Yang paling dikhawatirkan dari semua hal di atas, tentu jika keberadaan kelompok dan jaringan pedofil tersebut sengaja dibuat tidak hanya dipergunakan sebagai lahan bisnis baru. Akan tetapi, dipergunakan pula sebagai alat untuk mencetak bibit-bibit pedofil baru. Mengutip pandangan Richard Von KrafftEbing dalam bukunya berjudul Psychopathia Sexualis, anak yang menjadi korban pedofilia mempunyai kecenderungan kuat untuk menjadi pedofil pula ketika dewasa. Hal senada diucapkan oleh Ketua Komisi Perlindungan Anak Indonesia (KPAI) Asrorun Ni’am Sholeh, menurutnya ada kemungkinan anak korban pedofilia bisa berbalik menjadi pelaku kejahatan tersebut di kemudian hari.

Virus

Jika demikian, kelompok dan jaringan pedofil dapat dikatakan bak virus yang dengan cepat mampu menularkan virus pedofilia ke setiap orang lainnya. Maka, sulit dibayangkan betapa sangat berbahayanya keberadaan pedofil yang terorganisir dalam sebuah kelompok dan jaringan tertentu. Maka terbongkarnya kelompok dan jaringan pedofil bertaraf internasional Official Loli Candi’s Grup mesti dijadikan momentum bagi segenap pihak, terutama penegak hukum untuk melakukan deteksi dini kemungkinan adanya kelompok dan jaringan pedofil lain. Jika sudah terdeteksi, maka tugas aparat penegak hukum selanjutnya ialah membasmi kelompok dan jaringan pedofil tersebut sampai ke akar-akarnya.

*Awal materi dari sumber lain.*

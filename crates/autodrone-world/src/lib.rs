//! Deterministic grid-world simulator for AutoDrone.
//!
//! A [`World`] is constructed from an immutable [`Level`], mutated only
//! through its primitive action methods and [`World::restore`], and reset
//! to its initial state with [`World::reset`]. Every action returns a
//! structured receipt; gameplay failures never panic and never raise.
//! The simulator contains no clock and no randomness — identical action
//! sequences always produce identical worlds.

#![deny(missing_docs)]
#![deny(rustdoc::broken_intra_doc_links)]
#![forbid(unsafe_code)]

pub mod level;
pub mod snapshot;
pub mod stats;
pub mod world;

pub use level::{Level, LevelError, Objective};
pub use snapshot::WorldSnapshot;
pub use stats::RunStats;
pub use world::{Drone, Inventory, Status, World};
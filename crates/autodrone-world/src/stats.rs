//! Per-run counters surfaced to the analyzer.

use serde::{Deserialize, Serialize};

/// Counters accumulated over a run.
///
/// Plain data: the simulator increments them, the analyzer reads them.
/// `energy_wasted` records the cost that *failed* actions would have
/// spent; failed actions deduct nothing from the battery.
#[derive(Clone, Copy, Debug, Default, PartialEq, Eq, Serialize, Deserialize)]
pub struct RunStats {
    /// World time. Moves, turns and collects advance it by 1, waits by
    /// their duration; scans do not advance it.
    pub ticks: u32,
    /// Successful moves.
    pub moves: u32,
    /// Successful turns.
    pub turns: u32,
    /// Successful collects.
    pub collects: u32,
    /// Scans that actually fired (not cooldown/no-energy sentinels).
    pub scans: u32,
    /// Energy actually drained: action costs plus hazard losses.
    pub energy_used: u32,
    /// Energy that failed actions would have cost.
    pub energy_wasted: u32,
}

#[cfg(test)]
mod tests {
    use super::*;

    #[test]
    fn test_default_is_zeroed() {
        let stats = RunStats::default();
        assert_eq!(stats.ticks, 0);
        assert_eq!(stats.energy_used, 0);
        assert_eq!(stats.energy_wasted, 0);
    }
}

Kecuali dari perspektif pelaku, upaya membasmi kejahatan pedofilia penting pula dilakukan dari perspektif korban. Yaitu, dengan memberikan rehabilitasi yang memadai, meliputi rehabilitasi fisik dan rehabilitasi sosialpsikologis terhadap anak yang menjadi korban pedofil. Sehingga, rasa trauma anak cepat hilang dan anak bisa kembali hidup normal tanpa terjerumus menjadi pelaku pedofil di kemudian hari.